Assignment:
The complete listing below should be transcribed precisely.

The input:
————————
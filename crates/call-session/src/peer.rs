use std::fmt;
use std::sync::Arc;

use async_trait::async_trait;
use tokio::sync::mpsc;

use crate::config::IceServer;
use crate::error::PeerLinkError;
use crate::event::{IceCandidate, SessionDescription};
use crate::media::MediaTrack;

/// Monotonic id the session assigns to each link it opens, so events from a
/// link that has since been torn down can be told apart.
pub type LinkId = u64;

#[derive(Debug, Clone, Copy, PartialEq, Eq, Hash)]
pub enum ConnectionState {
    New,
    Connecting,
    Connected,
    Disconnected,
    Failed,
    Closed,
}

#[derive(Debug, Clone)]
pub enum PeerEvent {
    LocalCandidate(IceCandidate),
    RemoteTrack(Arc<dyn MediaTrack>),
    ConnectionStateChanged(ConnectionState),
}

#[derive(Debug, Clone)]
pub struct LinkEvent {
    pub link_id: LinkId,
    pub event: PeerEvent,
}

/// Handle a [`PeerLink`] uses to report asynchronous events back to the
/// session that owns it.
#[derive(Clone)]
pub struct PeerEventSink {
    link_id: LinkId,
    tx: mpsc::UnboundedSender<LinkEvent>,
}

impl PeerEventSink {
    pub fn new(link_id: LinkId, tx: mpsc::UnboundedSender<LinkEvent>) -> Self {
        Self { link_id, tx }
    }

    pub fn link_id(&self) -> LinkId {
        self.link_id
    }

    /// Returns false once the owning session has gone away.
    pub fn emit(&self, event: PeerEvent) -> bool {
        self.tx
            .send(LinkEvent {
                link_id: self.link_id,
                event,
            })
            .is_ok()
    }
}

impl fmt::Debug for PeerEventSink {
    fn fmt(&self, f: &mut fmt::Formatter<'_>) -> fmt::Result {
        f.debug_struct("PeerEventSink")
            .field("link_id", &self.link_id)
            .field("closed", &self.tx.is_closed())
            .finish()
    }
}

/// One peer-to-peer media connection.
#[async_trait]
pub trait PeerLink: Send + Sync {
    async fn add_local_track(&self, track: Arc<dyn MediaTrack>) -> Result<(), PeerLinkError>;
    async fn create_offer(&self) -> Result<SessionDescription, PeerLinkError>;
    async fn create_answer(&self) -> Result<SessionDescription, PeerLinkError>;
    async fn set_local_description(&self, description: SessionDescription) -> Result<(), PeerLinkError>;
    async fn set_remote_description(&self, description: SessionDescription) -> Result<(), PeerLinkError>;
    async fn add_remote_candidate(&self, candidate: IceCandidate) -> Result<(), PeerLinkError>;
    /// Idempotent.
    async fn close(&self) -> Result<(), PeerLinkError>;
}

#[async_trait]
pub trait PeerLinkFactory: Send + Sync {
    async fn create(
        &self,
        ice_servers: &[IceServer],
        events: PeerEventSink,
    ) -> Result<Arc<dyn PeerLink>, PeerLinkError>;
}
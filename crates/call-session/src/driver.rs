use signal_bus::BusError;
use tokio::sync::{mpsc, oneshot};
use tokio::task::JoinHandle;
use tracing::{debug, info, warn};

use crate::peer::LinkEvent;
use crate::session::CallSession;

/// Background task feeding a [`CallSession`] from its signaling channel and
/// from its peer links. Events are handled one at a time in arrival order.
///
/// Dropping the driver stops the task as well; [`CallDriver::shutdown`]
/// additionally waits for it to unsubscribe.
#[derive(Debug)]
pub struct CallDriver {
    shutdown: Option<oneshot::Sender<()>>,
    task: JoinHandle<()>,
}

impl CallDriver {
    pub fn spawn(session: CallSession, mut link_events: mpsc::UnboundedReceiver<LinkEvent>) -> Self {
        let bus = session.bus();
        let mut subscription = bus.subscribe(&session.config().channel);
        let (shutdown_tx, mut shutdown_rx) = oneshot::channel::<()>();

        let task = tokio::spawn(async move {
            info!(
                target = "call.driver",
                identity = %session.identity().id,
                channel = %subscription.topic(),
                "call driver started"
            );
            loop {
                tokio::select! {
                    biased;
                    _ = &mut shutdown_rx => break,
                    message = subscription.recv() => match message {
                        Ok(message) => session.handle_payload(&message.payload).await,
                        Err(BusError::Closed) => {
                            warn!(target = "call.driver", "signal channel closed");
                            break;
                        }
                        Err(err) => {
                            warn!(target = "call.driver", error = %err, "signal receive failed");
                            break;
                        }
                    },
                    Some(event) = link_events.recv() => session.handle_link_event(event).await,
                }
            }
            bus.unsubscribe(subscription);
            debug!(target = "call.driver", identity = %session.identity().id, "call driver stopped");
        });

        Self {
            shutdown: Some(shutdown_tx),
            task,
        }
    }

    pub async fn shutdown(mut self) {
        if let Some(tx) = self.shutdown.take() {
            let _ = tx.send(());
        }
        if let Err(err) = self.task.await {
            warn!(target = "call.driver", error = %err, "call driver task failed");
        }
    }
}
————————
Task solution:
filename crates/call-session/src/peer.rs
use std::fmt;
use std::sync::Arc;

use async_trait::async_trait;
use tokio::sync::mpsc;

use crate::config::IceServer;
use crate::error::PeerLinkError;
use crate::event::{IceCandidate, SessionDescription};
use crate::media::MediaTrack;

/// Monotonic id the session assigns to each link it opens, so events from a
/// link that has since been torn down can be told apart.
pub type LinkId = u64;

#[derive(Debug, Clone, Copy, PartialEq, Eq, Hash)]
pub enum ConnectionState {
    New,
    Connecting,
    Connected,
    Disconnected,
    Failed,
    Closed,
}

#[derive(Debug, Clone)]
pub enum PeerEvent {
    LocalCandidate(IceCandidate),
    RemoteTrack(Arc<dyn MediaTrack>),
    ConnectionStateChanged(ConnectionState),
}

#[derive(Debug, Clone)]
pub struct LinkEvent {
    pub link_id: LinkId,
    pub event: PeerEvent,
}

/// Handle a [`PeerLink`] uses to report asynchronous events back to the
/// session that owns it.
#[derive(Clone)]
pub struct PeerEventSink {
    link_id: LinkId,
    tx: mpsc::UnboundedSender<LinkEvent>,
}

impl PeerEventSink {
    pub fn new(link_id: LinkId, tx: mpsc::UnboundedSender<LinkEvent>) -> Self {
        Self { link_id, tx }
    }

    pub fn link_id(&self) -> LinkId {
        self.link_id
    }

    /// Returns false once the owning session has gone away.
    pub fn emit(&self, event: PeerEvent) -> bool {
        self.tx
            .send(LinkEvent {
                link_id: self.link_id,
                event,
            })
            .is_ok()
    }
}

impl fmt::Debug for PeerEventSink {
    fn fmt(&self, f: &mut fmt::Formatter<'_>) -> fmt::Result {
        f.debug_struct("PeerEventSink")
            .field("link_id", &self.link_id)
            .field("closed", &self.tx.is_closed())
            .finish()
    }
}

/// One peer-to-peer media connection.
#[async_trait]
pub trait PeerLink: Send + Sync {
    async fn add_local_track(&self, track: Arc<dyn MediaTrack>) -> Result<(), PeerLinkError>;
    async fn create_offer(&self) -> Result<SessionDescription, PeerLinkError>;
    async fn create_answer(&self) -> Result<SessionDescription, PeerLinkError>;
    async fn set_local_description(&self, description: SessionDescription) -> Result<(), PeerLinkError>;
    async fn set_remote_description(&self, description: SessionDescription) -> Result<(), PeerLinkError>;
    async fn add_remote_candidate(&self, candidate: IceCandidate) -> Result<(), PeerLinkError>;
    /// Idempotent.
    async fn close(&self) -> Result<(), PeerLinkError>;
}

#[async_trait]
pub trait PeerLinkFactory: Send + Sync {
    async fn create(
        &self,
        ice_servers: &[IceServer],
        events: PeerEventSink,
    ) -> Result<Arc<dyn PeerLink>, PeerLinkError>;
}
filename crates/call-session/src/driver.rs
use signal_bus::BusError;
use tokio::sync::{mpsc, oneshot};
use tokio::task::JoinHandle;
use tracing::{debug, info, warn};

use crate::peer::LinkEvent;
use crate::session::CallSession;

/// Background task feeding a [`CallSession`] from its signaling channel and
/// from its peer links. Events are handled one at a time in arrival order.
///
/// Dropping the driver stops the task as well; [`CallDriver::shutdown`]
/// additionally waits for it to unsubscribe.
#[derive(Debug)]
pub struct CallDriver {
    shutdown: Option<oneshot::Sender<()>>,
    task: JoinHandle<()>,
}

impl CallDriver {
    pub fn spawn(session: CallSession, mut link_events: mpsc::UnboundedReceiver<LinkEvent>) -> Self {
        let bus = session.bus();
        let mut subscription = bus.subscribe(&session.config().channel);
        let (shutdown_tx, mut shutdown_rx) = oneshot::channel::<()>();

        let task = tokio::spawn(async move {
            info!(
                target = "call.driver",
                identity = %session.identity().id,
                channel = %subscription.topic(),
                "call driver started"
            );
            loop {
                tokio::select! {
                    biased;
                    _ = &mut shutdown_rx => break,
                    message = subscription.recv() => match message {
                        Ok(message) => session.handle_payload(&message.payload).await,
                        Err(BusError::Closed) => {
                            warn!(target = "call.driver", "signal channel closed");
                            break;
                        }
                        Err(err) => {
                            warn!(target = "call.driver", error = %err, "signal receive failed");
                            break;
                        }
                    },
                    Some(event) = link_events.recv() => session.handle_link_event(event).await,
                }
            }
            bus.unsubscribe(subscription);
            debug!(target = "call.driver", identity = %session.identity().id, "call driver stopped");
        });

        Self {
            shutdown: Some(shutdown_tx),
            task,
        }
    }

    pub async fn shutdown(mut self) {
        if let Some(tx) = self.shutdown.take() {
            let _ = tx.send(());
        }
        if let Err(err) = self.task.await {
            warn!(target = "call.driver", error = %err, "call driver task failed");
        }
    }
}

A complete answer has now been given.